Less than an hour before the scheduled takeoff, 100 out of 188 seats were empty on American Airlines flight 1211 from Dallas to Cancun.

In another sign of the travel dropoff, Mexican airport operator Grupo Aeroportuario del Sureste SA de CV said passenger traffic has declined since the outbreak of swine flu. Asur, which operates Cancun Airport and eight others in southeast Mexico, didn't release specific figures and said it was too soon to know what the financial impact on the company would be.

Air Canada has suspended operations to three Mexican vacation spots until June 1, and Canadian discounter WestJet said it would stop service to four Mexican vacation spots from May 4, with most of them resuming June 20.

It wasn't all bleak on flights to Mexico. American Airlines had two planes leaving from Miami for Mexico City within 15 minutes of each other on Wednesday night. One showed only 7 empty seats out of 166 available; the other showed 85 available seats out of 132.

Empty planes flying to Mexico would not be a big surprise; the U.S. has warned Americans to avoid nonessential travel to Mexico.

Tim Smith, a spokesman for AMR Corp.'s American Airlines, said some travelers have been changing their travel to another date or to move to a destination outside of Mexico, or to ask for a refund. "We're not saying there have been no cancellations or even just a few — just that the overall impact on all flights is not in any unexpected range," he wrote in an e-mail. "As we've said each day, we continue to monitor bookings, but we continue to fly our normal schedule at this time."

Continental Airlines Inc. spokeswoman Julie King said the airline is receiving "numerous calls from customers expressing concern about their travel and we have extended the time period for customers to reschedule travel to Mexico without penalty." Several airlines have made similar offers to allow customers to rebook.

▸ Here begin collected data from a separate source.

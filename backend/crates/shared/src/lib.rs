//! Shared Kernel - Domain-crossing minimal core
//!
//! This crate contains the "smallest core" of CivGuard vocabulary:
//! - Common error types and result aliases
//! - Typed identifiers (identities, reports)
//!
//! **Design Principle**: Only include things that are "hard to change"
//! and have consistent meaning across all domains.

pub mod error {
    pub mod app_error;
    pub mod conversions;
    pub mod kind;
}
pub mod id;
//! Sign Out Use Case
//!
//! Revokes the session with the identity provider.

use std::sync::Arc;

use crate::domain::entity::Session;
use crate::domain::repository::IdentityProvider;
use crate::error::AuthResult;

/// Sign out use case
pub struct SignOutUseCase<I>
where
    I: IdentityProvider,
{
    identity_provider: Arc<I>,
}

impl<I> SignOutUseCase<I>
where
    I: IdentityProvider,
{
    pub fn new(identity_provider: Arc<I>) -> Self {
        Self { identity_provider }
    }

    /// Nothing to revoke without a session
    pub async fn execute(&self, session: Option<&Session>) -> AuthResult<()> {
        let Some(session) = session else {
            tracing::debug!("Sign out without a session");
            return Ok(());
        };

        self.identity_provider
            .sign_out(&session.access_token)
            .await?;

        tracing::info!(identity_id = %session.identity.id, "User signed out");
        Ok(())
    }
}
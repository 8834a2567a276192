//! Application Layer
//!
//! Use cases and the per-client auth context.

pub mod config;
pub mod context;
pub mod navigation;
pub mod notification;
pub mod resolve_profile;
pub mod route_guard;
pub mod session_store;
pub mod sign_in;
pub mod sign_out;
pub mod sign_up;
pub mod state;

// Re-exports
pub use config::{AuthConfig, RegistrationRecovery, SessionSyncPolicy};
pub use context::AuthContext;
pub use navigation::Navigator;
pub use notification::{Notification, NotificationVariant, Notifier};
pub use resolve_profile::ResolveProfileUseCase;
pub use route_guard::{AllowedRoles, GuardDecision, RedirectReason, evaluate};
pub use session_store::{AuthEvent, SessionChange, SessionStore};
pub use sign_in::{SignInInput, SignInOutput, SignInUseCase};
pub use sign_out::SignOutUseCase;
pub use sign_up::{SignUpInput, SignUpOutput, SignUpUseCase};
pub use state::{AuthPhase, AuthState, LoadingGuard};
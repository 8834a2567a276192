use kernel::error::app_error::{AppError, AppResult};
use serde::{Deserialize, Serialize};
use std::fmt;
use std::str::FromStr;

use super::route::Route;

/// Access role stored on a profile
#[derive(Debug, Clone, Copy, PartialEq, Eq, Hash, Default, Serialize, Deserialize)]
#[serde(try_from = "String", into = "&'static str")]
pub enum Role {
    #[default]
    Citizen,
    Officer,
    Admin,
}

impl Role {
    pub const ALL: [Role; 3] = [Role::Citizen, Role::Officer, Role::Admin];

    #[inline]
    pub const fn code(&self) -> &'static str {
        use Role::*;
        match self {
            Citizen => "citizen",
            Officer => "officer",
            Admin => "admin",
        }
    }

    /// Parse a stored role code. `municipal` is the legacy code for officers.
    pub fn from_code(code: &str) -> AppResult<Self> {
        use Role::*;
        match code.trim().to_ascii_lowercase().as_str() {
            "citizen" => Ok(Citizen),
            "officer" | "municipal" => Ok(Officer),
            "admin" => Ok(Admin),
            other => {
                tracing::warn!(code = other, "Unknown role code");
                Err(AppError::bad_request(format!("Unknown role: {other}")))
            }
        }
    }

    /// Landing page after sign-in
    #[inline]
    pub const fn dashboard(&self) -> Route {
        use Role::*;
        match self {
            Citizen => Route::Dashboard,
            Officer => Route::MunicipalDashboard,
            Admin => Route::AdminDashboard,
        }
    }

    #[inline]
    pub const fn label(&self) -> &'static str {
        use Role::*;
        match self {
            Citizen => "Citizen",
            Officer => "Municipal Officer",
            Admin => "Administrator",
        }
    }

    /// Single-letter badge shown in the dashboard header
    #[inline]
    pub const fn badge(&self) -> char {
        use Role::*;
        match self {
            Citizen => 'C',
            Officer => 'M',
            Admin => 'A',
        }
    }

    /// Admins are provisioned out of band
    #[inline]
    pub const fn is_self_registrable(&self) -> bool {
        !matches!(self, Role::Admin)
    }

    #[inline]
    pub(crate) const fn bit(&self) -> u8 {
        1 << (*self as u8)
    }
}

impl fmt::Display for Role {
    fn fmt(&self, f: &mut fmt::Formatter<'_>) -> fmt::Result {
        f.write_str(self.code())
    }
}

impl FromStr for Role {
    type Err = AppError;

    fn from_str(s: &str) -> AppResult<Self> {
        Role::from_code(s)
    }
}

impl TryFrom<String> for Role {
    type Error = AppError;

    fn try_from(value: String) -> AppResult<Self> {
        Role::from_code(&value)
    }
}

impl From<Role> for &'static str {
    fn from(role: Role) -> Self {
        role.code()
    }
}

AirTran Airways has received a small number of calls from passengers with most expressing concern and asking questions, but not canceling their plans, a spokesman said Wednesday. A spokeswoman for Alaska Air Group, which operates Alaska Airlines and Horizon Air, said it's too early to quantify the impact of swine flu concerns on the company's loads or revenues.

The Web site of the largest U.S. carrier, Delta Air Lines Inc., which had 11 flights to Mexico scheduled on Wednesday, did not permit a check of remaining available seats on all flights in the same way as American and Continental, and a spokesman declined to provide the information.

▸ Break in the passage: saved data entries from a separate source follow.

//! HTTP Handlers

use auth::application::Notification;
use auth::middleware::Viewer;
use auth::models::Route;
use axum::Json;
use axum::extract::{Extension, State};
use axum::http::StatusCode;
use axum::response::{IntoResponse, Response};
use std::sync::Arc;

use crate::application::classify::ClassifyImageUseCase;
use crate::application::config::PortalConfig;
use crate::application::dashboard::Dashboard;
use crate::application::shell::Shell;
use crate::application::submit_report::SubmitReportUseCase;
use crate::domain::classifier::ImageClassifier;
use crate::domain::navigation::NAV_ITEMS;
use crate::error::PortalResult;
use crate::presentation::dto::{
    ClassifyRequest, ClassifyResponse, DashboardView, IndexView, PlaceholderView, ReceiptView,
    ReportFormView, SubmitReportRequest,
};

/// Shared state for report handlers
pub struct PortalAppState<C>
where
    C: ImageClassifier + Send + Sync + 'static,
{
    pub classifier: Arc<C>,
    pub config: Arc<PortalConfig>,
}

impl<C> Clone for PortalAppState<C>
where
    C: ImageClassifier + Send + Sync + 'static,
{
    fn clone(&self) -> Self {
        Self {
            classifier: self.classifier.clone(),
            config: self.config.clone(),
        }
    }
}

/// GET /
pub async fn index() -> Json<IndexView> {
    Json(IndexView::default())
}

/// GET /dashboard, /municipal-dashboard, /admin-dashboard
pub async fn dashboard(Extension(viewer): Extension<Viewer>) -> Json<DashboardView> {
    Json(DashboardView {
        view: "dashboard",
        shell: Shell::build(&viewer.profile, &viewer.path),
        dashboard: Dashboard::for_role(viewer.role()),
        notifications: viewer.notifications(),
    })
}

/// GET /report-issue
pub async fn report_page(Extension(viewer): Extension<Viewer>) -> Json<ReportFormView> {
    let shell = Shell::build(&viewer.profile, &viewer.path);
    Json(ReportFormView::new(shell, viewer.notifications()))
}

/// POST /report-issue/classify
pub async fn classify<C>(
    State(state): State<PortalAppState<C>>,
    Json(req): Json<ClassifyRequest>,
) -> PortalResult<Json<ClassifyResponse>>
where
    C: ImageClassifier + Send + Sync + 'static,
{
    let use_case = ClassifyImageUseCase::new(state.classifier.clone());
    let output = use_case.execute(&req.image).await?;
    Ok(Json(output.into()))
}

/// POST /report-issue
pub async fn submit_report<C>(
    State(state): State<PortalAppState<C>>,
    Extension(viewer): Extension<Viewer>,
    Json(req): Json<SubmitReportRequest>,
) -> Response
where
    C: ImageClassifier + Send + Sync + 'static,
{
    let use_case = SubmitReportUseCase::new(state.classifier.clone(), state.config.clone());

    match use_case.execute(req.into(), &viewer.profile.id).await {
        Ok(receipt) => {
            viewer.notify(Notification::success(
                "Report Submitted Successfully",
                "Your issue has been reported and will be reviewed by our team.",
            ));
            let view = ReceiptView::new(receipt, viewer.notifications());
            (StatusCode::CREATED, Json(view)).into_response()
        }
        Err(e) => {
            e.log();
            viewer.notify(Notification::error(
                "Error submitting report",
                Some(e.user_message()),
            ));
            let shell = Shell::build(&viewer.profile, &viewer.path);
            let view = ReportFormView::new(shell, viewer.notifications());
            (e.status_code(), Json(view)).into_response()
        }
    }
}

/// Pages without content of their own yet
pub async fn placeholder(Extension(viewer): Extension<Viewer>) -> Json<PlaceholderView> {
    let title = Route::from_path(&viewer.path).map_or("Page", page_title);
    Json(PlaceholderView {
        view: "placeholder",
        title,
        shell: Shell::build(&viewer.profile, &viewer.path),
        notifications: viewer.notifications(),
    })
}

fn page_title(route: Route) -> &'static str {
    match route {
        Route::Profile => "Profile",
        route => NAV_ITEMS
            .iter()
            .find(|item| item.route == Some(route))
            .map_or("Page", |item| item.label),
    }
}
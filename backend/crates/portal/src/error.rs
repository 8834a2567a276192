//! Portal Error Types
//!
//! Portal-specific error variants that integrate with the unified
//! `kernel::error::AppError` system.

use axum::http::StatusCode;
use axum::response::{IntoResponse, Response};
use kernel::error::{app_error::AppError, kind::ErrorKind};
use thiserror::Error;

/// Portal-specific result type alias
pub type PortalResult<T> = Result<T, PortalError>;

#[derive(Debug, Error)]
pub enum PortalError {
    /// Report form failed validation
    #[error("{0}")]
    Validation(String),

    /// Uploaded image could not be decoded
    #[error("Invalid image: {0}")]
    InvalidImage(String),

    /// Unknown issue category
    #[error("Unknown category: {0}")]
    UnknownCategory(String),

    /// Internal error
    #[error("Internal error: {0}")]
    Internal(String),
}

impl PortalError {
    /// Get the HTTP status code for this error
    pub fn status_code(&self) -> StatusCode {
        StatusCode::from_u16(self.kind().status_code()).unwrap_or(StatusCode::INTERNAL_SERVER_ERROR)
    }

    /// Get the ErrorKind for this error
    pub fn kind(&self) -> ErrorKind {
        match self {
            PortalError::Validation(_) | PortalError::UnknownCategory(_) => {
                ErrorKind::UnprocessableEntity
            }
            PortalError::InvalidImage(_) => ErrorKind::BadRequest,
            PortalError::Internal(_) => ErrorKind::InternalServerError,
        }
    }

    /// Text shown in a notification
    pub fn user_message(&self) -> String {
        match self {
            PortalError::Internal(_) => {
                "There was an error submitting your report. Please try again.".to_string()
            }
            other => other.to_string(),
        }
    }

    /// Log the error with appropriate level
    pub fn log(&self) {
        match self {
            PortalError::Internal(msg) => {
                tracing::error!(message = %msg, "Portal internal error");
            }
            PortalError::InvalidImage(reason) => {
                tracing::warn!(reason = %reason, "Rejected image upload");
            }
            _ => {
                tracing::debug!(error = %self, "Portal error");
            }
        }
    }
}

impl From<PortalError> for AppError {
    fn from(err: PortalError) -> Self {
        AppError::new(err.kind(), err.user_message())
    }
}

impl From<AppError> for PortalError {
    fn from(err: AppError) -> Self {
        match err.kind() {
            ErrorKind::BadRequest | ErrorKind::UnprocessableEntity => {
                PortalError::Validation(err.message().to_string())
            }
            _ => PortalError::Internal(err.to_string()),
        }
    }
}

impl IntoResponse for PortalError {
    fn into_response(self) -> Response {
        self.log();
        AppError::from(self).into_response()
    }
}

Joe Brancatelli, who runs the travel Web site joesentme.com, pointed out that travel to Mexico has already been hurt by reports of drug wars, and kidnappings in Mexico City.

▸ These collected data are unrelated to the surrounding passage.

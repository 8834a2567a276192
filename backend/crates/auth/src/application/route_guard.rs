//! Route Guard
//!
//! Pure decision over an [`AuthState`]: wait, redirect, or render. The HTTP
//! wrapper lives in `presentation::middleware`.

use serde::Serialize;
use std::fmt;

use crate::application::state::AuthState;
use crate::domain::value_object::{Role, Route};

/// Roles allowed on a route
#[derive(Clone, Copy, PartialEq, Eq)]
pub struct AllowedRoles {
    mask: u8,
}

impl AllowedRoles {
    pub const fn all() -> Self {
        Self { mask: 0b111 }
    }

    pub fn only(roles: &[Role]) -> Self {
        Self {
            mask: roles.iter().fold(0, |mask, role| mask | role.bit()),
        }
    }

    pub fn contains(&self, role: Role) -> bool {
        self.mask & role.bit() != 0
    }

    pub fn roles(&self) -> impl Iterator<Item = Role> + '_ {
        Role::ALL.into_iter().filter(|role| self.contains(*role))
    }
}

impl Default for AllowedRoles {
    fn default() -> Self {
        Self::all()
    }
}

impl fmt::Debug for AllowedRoles {
    fn fmt(&self, f: &mut fmt::Formatter<'_>) -> fmt::Result {
        f.debug_set().entries(self.roles()).finish()
    }
}

#[derive(Debug, Clone, Copy, PartialEq, Eq, Serialize)]
#[serde(rename_all = "snake_case")]
pub enum RedirectReason {
    NotAuthenticated,
    /// Identity without a profile row
    ProfileMissing,
    RoleNotAllowed,
}

#[derive(Debug, Clone, Copy, PartialEq, Eq)]
pub enum GuardDecision {
    /// Auth state still resolving; no decision yet
    Wait,
    Redirect { to: Route, reason: RedirectReason },
    Render,
}

/// Checks run in order; the first match wins
pub fn evaluate(state: &AuthState, allowed: AllowedRoles) -> GuardDecision {
    if state.is_loading() {
        return GuardDecision::Wait;
    }

    if state.user.is_none() {
        return GuardDecision::Redirect {
            to: Route::Login,
            reason: RedirectReason::NotAuthenticated,
        };
    }

    let Some(profile) = &state.profile else {
        return GuardDecision::Redirect {
            to: Route::Login,
            reason: RedirectReason::ProfileMissing,
        };
    };

    if !allowed.contains(profile.role) {
        return GuardDecision::Redirect {
            to: profile.role.dashboard(),
            reason: RedirectReason::RoleNotAllowed,
        };
    }

    GuardDecision::Render
}

#[cfg(test)]
mod tests {
    use super::*;
    use crate::domain::entity::{Identity, Profile};
    use crate::domain::value_object::IdentityId;
    use chrono::Utc;

    fn user() -> Identity {
        Identity::new(IdentityId::new(), "resident@city.gov")
    }

    fn profile_for(identity: &Identity, role: Role) -> Profile {
        Profile {
            id: identity.id,
            email: identity.email.clone(),
            role,
            name: None,
            created_at: Utc::now(),
        }
    }

    fn signed_in(role: Role) -> AuthState {
        let identity = user();
        let profile = profile_for(&identity, role);
        AuthState::new(Some(identity), Some(profile), None)
    }

    #[test]
    fn test_loading_always_waits() {
        let allowed = AllowedRoles::only(&[Role::Admin]);
        for state in [
            AuthState::default().loading(),
            signed_in(Role::Citizen).loading(),
            AuthState::new(Some(user()), None, None).loading(),
        ] {
            assert_eq!(evaluate(&state, allowed), GuardDecision::Wait);
        }
    }

    #[test]
    fn test_no_user_goes_to_login() {
        let decision = evaluate(&AuthState::default(), AllowedRoles::all());
        assert_eq!(
            decision,
            GuardDecision::Redirect {
                to: Route::Login,
                reason: RedirectReason::NotAuthenticated
            }
        );
    }

    #[test]
    fn test_missing_profile_goes_to_login() {
        let state = AuthState::new(Some(user()), None, None);
        for allowed in [AllowedRoles::all(), AllowedRoles::only(&[Role::Citizen])] {
            assert_eq!(
                evaluate(&state, allowed),
                GuardDecision::Redirect {
                    to: Route::Login,
                    reason: RedirectReason::ProfileMissing
                }
            );
        }
    }

    #[test]
    fn test_wrong_role_goes_to_own_dashboard_never_login() {
        for role in Role::ALL {
            let others: Vec<Role> = Role::ALL.into_iter().filter(|r| *r != role).collect();
            let decision = evaluate(&signed_in(role), AllowedRoles::only(&others));
            assert_eq!(
                decision,
                GuardDecision::Redirect {
                    to: role.dashboard(),
                    reason: RedirectReason::RoleNotAllowed
                }
            );
        }
    }

    #[test]
    fn test_allowed_role_renders() {
        for role in Role::ALL {
            assert_eq!(
                evaluate(&signed_in(role), AllowedRoles::all()),
                GuardDecision::Render
            );
            assert_eq!(
                evaluate(&signed_in(role), AllowedRoles::only(&[role])),
                GuardDecision::Render
            );
        }
    }

    #[test]
    fn test_citizen_visiting_admin_dashboard() {
        let decision = evaluate(
            &signed_in(Role::Citizen),
            AllowedRoles::only(&[Role::Admin]),
        );
        assert_eq!(
            decision,
            GuardDecision::Redirect {
                to: Route::Dashboard,
                reason: RedirectReason::RoleNotAllowed
            }
        );
    }

    #[test]
    fn test_officer_on_analytics() {
        let allowed = AllowedRoles::only(&[Role::Officer, Role::Admin]);
        assert_eq!(evaluate(&signed_in(Role::Officer), allowed), GuardDecision::Render);
        assert!(!allowed.contains(Role::Citizen));
        assert_eq!(allowed.roles().collect::<Vec<_>>(), vec![Role::Officer, Role::Admin]);
    }
}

"There's been so much bad publicity about kidnappings and stuff going on into Mexico City, that business had dried up anyway from the U.S.," he said.

Because of the recession, airlines had already noted that travelers were waiting until closer to departure time to book their trips. That means many people are only booking their summer vacation now, Brancatelli said. The summer suspensions by the Canadian airlines suggest that worries about Mexico are weighing heavily on leisure travelers, he said.

"If you're Mexico, what can you say that combats firefights along the border with drug gangs, kidnappings in Mexico City, and now this virus? What do you say? Our beaches are cool? Come see the Aztec monuments that have been there for 5,000 years? I don't see how you sell this destination," he said.